──────── Data records ────────
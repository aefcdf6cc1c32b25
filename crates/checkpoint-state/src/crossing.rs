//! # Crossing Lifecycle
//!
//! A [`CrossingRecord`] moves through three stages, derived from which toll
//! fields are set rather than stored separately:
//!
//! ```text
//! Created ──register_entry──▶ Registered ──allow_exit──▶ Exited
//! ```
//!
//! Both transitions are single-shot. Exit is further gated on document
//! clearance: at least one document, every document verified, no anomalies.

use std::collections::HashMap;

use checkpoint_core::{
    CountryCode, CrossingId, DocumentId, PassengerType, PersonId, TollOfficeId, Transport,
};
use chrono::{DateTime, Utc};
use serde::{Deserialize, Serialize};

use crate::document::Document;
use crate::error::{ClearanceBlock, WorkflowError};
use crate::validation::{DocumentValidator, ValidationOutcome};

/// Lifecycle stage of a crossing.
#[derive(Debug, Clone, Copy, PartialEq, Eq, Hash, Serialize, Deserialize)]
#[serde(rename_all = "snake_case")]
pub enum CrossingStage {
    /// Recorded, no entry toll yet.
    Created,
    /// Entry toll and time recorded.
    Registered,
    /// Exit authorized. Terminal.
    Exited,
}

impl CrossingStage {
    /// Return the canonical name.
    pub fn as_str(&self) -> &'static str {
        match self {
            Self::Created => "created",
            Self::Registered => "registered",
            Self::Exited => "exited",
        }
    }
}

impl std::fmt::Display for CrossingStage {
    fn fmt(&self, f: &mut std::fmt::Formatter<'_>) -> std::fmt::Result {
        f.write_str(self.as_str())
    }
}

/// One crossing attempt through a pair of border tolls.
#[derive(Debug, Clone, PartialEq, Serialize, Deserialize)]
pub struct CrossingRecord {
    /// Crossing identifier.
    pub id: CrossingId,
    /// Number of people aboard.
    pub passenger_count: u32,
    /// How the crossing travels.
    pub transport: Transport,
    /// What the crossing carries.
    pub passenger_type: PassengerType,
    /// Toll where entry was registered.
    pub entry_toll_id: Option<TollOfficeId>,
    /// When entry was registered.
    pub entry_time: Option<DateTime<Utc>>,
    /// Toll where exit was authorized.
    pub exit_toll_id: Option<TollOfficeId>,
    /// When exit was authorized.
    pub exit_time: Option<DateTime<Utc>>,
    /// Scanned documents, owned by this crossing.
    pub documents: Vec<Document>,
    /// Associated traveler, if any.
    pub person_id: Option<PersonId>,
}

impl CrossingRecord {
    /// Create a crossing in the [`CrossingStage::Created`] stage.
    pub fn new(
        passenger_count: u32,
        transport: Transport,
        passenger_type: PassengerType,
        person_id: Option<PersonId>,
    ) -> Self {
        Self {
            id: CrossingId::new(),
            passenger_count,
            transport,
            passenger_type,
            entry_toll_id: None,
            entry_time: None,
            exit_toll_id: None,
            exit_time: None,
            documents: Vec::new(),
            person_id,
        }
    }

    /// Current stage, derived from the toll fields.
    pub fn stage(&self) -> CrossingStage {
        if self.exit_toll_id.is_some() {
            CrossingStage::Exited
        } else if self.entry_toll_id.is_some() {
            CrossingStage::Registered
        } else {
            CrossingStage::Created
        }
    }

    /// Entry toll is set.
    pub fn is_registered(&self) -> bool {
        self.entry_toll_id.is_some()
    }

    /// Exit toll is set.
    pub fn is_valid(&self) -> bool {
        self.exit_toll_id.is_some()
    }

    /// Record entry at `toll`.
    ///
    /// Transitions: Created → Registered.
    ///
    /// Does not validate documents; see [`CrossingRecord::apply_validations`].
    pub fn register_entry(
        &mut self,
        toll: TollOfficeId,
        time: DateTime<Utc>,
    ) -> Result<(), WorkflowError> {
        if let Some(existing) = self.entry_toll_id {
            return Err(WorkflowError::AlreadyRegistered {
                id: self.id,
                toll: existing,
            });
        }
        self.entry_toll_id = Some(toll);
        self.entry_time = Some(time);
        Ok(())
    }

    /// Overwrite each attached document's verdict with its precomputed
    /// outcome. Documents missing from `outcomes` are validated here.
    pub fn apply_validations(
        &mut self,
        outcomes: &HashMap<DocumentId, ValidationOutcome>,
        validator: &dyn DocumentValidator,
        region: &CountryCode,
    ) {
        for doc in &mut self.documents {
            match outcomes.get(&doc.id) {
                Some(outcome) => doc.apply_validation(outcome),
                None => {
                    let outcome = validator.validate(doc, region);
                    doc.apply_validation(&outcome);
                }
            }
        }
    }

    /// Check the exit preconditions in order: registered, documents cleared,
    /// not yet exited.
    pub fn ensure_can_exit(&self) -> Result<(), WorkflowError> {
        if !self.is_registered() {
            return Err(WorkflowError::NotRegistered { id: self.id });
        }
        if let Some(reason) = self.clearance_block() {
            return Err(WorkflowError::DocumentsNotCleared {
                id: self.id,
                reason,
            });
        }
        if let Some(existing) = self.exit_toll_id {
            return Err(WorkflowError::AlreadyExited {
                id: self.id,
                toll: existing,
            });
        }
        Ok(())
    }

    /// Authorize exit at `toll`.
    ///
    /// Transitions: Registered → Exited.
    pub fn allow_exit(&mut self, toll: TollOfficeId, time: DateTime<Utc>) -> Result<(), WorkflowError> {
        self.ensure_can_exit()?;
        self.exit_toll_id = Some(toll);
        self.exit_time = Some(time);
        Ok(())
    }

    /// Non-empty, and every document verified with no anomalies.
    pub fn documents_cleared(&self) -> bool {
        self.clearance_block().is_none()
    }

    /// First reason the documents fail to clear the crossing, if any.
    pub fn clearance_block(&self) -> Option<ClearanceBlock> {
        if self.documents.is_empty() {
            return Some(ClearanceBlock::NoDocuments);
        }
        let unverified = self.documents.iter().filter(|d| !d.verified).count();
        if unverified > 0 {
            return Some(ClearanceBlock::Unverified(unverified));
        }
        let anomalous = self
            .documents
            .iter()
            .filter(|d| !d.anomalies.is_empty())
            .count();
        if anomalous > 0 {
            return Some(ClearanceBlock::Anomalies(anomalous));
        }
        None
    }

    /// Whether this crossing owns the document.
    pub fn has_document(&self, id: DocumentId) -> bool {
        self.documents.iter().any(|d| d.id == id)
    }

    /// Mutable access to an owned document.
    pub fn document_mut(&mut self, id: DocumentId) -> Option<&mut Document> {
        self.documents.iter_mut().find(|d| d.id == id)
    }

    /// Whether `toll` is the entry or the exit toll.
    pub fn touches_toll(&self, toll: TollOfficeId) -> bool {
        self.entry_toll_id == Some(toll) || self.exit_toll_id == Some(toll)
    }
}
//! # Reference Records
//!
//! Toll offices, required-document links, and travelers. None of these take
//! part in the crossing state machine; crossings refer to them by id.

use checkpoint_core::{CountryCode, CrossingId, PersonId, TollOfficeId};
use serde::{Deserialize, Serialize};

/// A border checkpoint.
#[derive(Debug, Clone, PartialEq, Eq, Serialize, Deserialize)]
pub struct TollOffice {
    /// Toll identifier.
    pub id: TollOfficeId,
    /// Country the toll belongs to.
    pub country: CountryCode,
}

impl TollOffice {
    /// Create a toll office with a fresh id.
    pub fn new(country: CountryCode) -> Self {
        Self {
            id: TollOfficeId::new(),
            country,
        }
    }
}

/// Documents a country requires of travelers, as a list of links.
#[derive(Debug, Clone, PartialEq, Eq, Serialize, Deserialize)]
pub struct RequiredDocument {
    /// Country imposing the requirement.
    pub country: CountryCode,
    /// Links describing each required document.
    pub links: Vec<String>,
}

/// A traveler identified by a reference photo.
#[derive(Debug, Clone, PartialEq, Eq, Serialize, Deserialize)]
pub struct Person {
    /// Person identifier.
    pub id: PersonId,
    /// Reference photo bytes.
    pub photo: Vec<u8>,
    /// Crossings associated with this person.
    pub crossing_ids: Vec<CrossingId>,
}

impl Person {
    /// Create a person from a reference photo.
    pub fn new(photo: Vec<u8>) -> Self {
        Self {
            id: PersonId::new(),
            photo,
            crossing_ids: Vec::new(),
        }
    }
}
────────
— Exercise —
Looking at the records above, work out how many lines hold "bool" and write only that number.

— Exercise output —
5